▶ [Work instructions] Lines of the listing below that contain the string "GLYPHS" are to be returned.

▶ [Extracted material]
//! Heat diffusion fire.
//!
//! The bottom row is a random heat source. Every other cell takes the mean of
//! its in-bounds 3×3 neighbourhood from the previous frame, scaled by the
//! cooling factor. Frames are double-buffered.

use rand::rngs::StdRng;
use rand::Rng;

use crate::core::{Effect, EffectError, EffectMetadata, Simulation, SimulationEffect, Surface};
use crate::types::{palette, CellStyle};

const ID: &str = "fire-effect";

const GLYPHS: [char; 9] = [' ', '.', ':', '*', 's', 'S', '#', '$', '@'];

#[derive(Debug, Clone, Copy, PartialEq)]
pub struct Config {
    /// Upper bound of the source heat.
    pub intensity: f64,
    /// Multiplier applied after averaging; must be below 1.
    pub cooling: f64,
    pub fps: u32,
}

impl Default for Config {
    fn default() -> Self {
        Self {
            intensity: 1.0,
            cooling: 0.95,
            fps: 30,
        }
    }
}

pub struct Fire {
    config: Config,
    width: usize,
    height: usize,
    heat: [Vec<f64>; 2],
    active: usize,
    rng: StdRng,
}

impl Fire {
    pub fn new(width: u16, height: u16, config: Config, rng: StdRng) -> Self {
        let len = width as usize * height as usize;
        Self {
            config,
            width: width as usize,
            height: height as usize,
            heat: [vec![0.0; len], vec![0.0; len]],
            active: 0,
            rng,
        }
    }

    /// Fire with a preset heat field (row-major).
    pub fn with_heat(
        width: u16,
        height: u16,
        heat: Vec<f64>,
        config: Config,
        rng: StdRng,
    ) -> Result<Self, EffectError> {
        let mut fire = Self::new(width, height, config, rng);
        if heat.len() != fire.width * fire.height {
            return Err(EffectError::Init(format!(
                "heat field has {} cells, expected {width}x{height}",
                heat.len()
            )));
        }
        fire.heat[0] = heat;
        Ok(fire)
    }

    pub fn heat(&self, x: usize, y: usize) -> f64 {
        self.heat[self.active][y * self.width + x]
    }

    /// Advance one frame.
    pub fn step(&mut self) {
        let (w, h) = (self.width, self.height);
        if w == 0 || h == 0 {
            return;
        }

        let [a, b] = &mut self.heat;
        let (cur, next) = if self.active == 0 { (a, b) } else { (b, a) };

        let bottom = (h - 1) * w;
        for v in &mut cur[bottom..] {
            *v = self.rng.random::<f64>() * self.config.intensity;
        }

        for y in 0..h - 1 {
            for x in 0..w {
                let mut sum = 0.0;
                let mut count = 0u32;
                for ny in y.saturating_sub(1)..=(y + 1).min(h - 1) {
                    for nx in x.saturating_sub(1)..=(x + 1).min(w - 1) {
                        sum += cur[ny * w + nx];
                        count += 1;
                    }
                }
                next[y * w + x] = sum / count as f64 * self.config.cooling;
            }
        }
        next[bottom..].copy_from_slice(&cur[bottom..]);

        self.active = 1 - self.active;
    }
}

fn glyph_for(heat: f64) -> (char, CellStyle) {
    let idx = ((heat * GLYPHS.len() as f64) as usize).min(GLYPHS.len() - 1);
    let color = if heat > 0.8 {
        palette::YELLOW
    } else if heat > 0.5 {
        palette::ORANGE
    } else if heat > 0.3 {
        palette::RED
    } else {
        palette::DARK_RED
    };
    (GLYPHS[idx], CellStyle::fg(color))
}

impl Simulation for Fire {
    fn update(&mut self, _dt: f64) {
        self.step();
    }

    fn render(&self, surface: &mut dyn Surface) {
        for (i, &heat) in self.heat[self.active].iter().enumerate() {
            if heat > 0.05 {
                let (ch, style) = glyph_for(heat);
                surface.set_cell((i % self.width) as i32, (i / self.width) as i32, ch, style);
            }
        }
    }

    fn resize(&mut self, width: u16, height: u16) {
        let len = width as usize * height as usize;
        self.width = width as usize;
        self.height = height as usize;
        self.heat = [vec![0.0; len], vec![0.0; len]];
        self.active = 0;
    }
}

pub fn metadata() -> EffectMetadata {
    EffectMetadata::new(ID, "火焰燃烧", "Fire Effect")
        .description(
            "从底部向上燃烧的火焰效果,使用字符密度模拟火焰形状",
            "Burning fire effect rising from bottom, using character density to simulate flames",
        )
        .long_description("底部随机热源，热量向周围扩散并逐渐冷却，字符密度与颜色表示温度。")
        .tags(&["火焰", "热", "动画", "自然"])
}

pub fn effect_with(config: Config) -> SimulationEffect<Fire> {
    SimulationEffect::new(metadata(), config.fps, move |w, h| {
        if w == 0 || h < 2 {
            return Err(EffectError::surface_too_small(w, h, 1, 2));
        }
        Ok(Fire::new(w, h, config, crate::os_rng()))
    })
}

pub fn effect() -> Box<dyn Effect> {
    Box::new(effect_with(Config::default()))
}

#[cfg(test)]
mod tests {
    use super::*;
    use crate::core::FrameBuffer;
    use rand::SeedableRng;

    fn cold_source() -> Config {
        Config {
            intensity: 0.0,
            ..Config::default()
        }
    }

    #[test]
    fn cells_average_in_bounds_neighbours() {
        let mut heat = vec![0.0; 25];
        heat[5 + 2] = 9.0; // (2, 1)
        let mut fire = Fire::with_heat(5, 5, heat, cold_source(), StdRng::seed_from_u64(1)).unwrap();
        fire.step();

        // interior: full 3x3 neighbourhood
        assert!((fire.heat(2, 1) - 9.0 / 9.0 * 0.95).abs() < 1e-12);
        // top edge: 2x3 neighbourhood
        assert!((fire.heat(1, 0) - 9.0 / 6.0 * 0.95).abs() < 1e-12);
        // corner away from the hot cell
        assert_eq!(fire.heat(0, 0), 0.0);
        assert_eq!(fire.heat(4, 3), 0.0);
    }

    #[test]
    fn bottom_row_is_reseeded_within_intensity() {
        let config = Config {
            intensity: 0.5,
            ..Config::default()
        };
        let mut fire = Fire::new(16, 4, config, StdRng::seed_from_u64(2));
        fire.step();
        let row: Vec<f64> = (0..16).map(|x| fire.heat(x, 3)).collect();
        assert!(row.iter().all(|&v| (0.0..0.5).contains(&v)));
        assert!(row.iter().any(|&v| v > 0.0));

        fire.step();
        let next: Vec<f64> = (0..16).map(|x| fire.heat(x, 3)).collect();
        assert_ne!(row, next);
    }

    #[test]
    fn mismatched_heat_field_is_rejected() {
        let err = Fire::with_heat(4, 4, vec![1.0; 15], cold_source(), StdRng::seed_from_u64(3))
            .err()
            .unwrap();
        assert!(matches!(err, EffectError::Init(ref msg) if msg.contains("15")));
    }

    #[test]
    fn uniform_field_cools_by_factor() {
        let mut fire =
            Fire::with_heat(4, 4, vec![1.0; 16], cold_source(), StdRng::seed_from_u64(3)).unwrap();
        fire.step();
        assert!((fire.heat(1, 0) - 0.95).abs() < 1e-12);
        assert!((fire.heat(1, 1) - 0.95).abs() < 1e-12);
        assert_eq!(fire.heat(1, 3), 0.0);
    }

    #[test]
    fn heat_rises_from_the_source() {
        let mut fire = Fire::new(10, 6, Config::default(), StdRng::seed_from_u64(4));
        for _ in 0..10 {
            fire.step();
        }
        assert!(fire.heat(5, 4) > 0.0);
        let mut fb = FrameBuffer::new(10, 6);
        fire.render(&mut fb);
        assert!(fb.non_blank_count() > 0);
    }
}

▶ [Answer section]
const GLYPHS: [char; 9] = [' ', '.', ':', '*', 's', 'S', '#', '$', '@'];
    let idx = ((heat * GLYPHS.len() as f64) as usize).min(GLYPHS.len() - 1);
    (GLYPHS[idx], CellStyle::fg(color))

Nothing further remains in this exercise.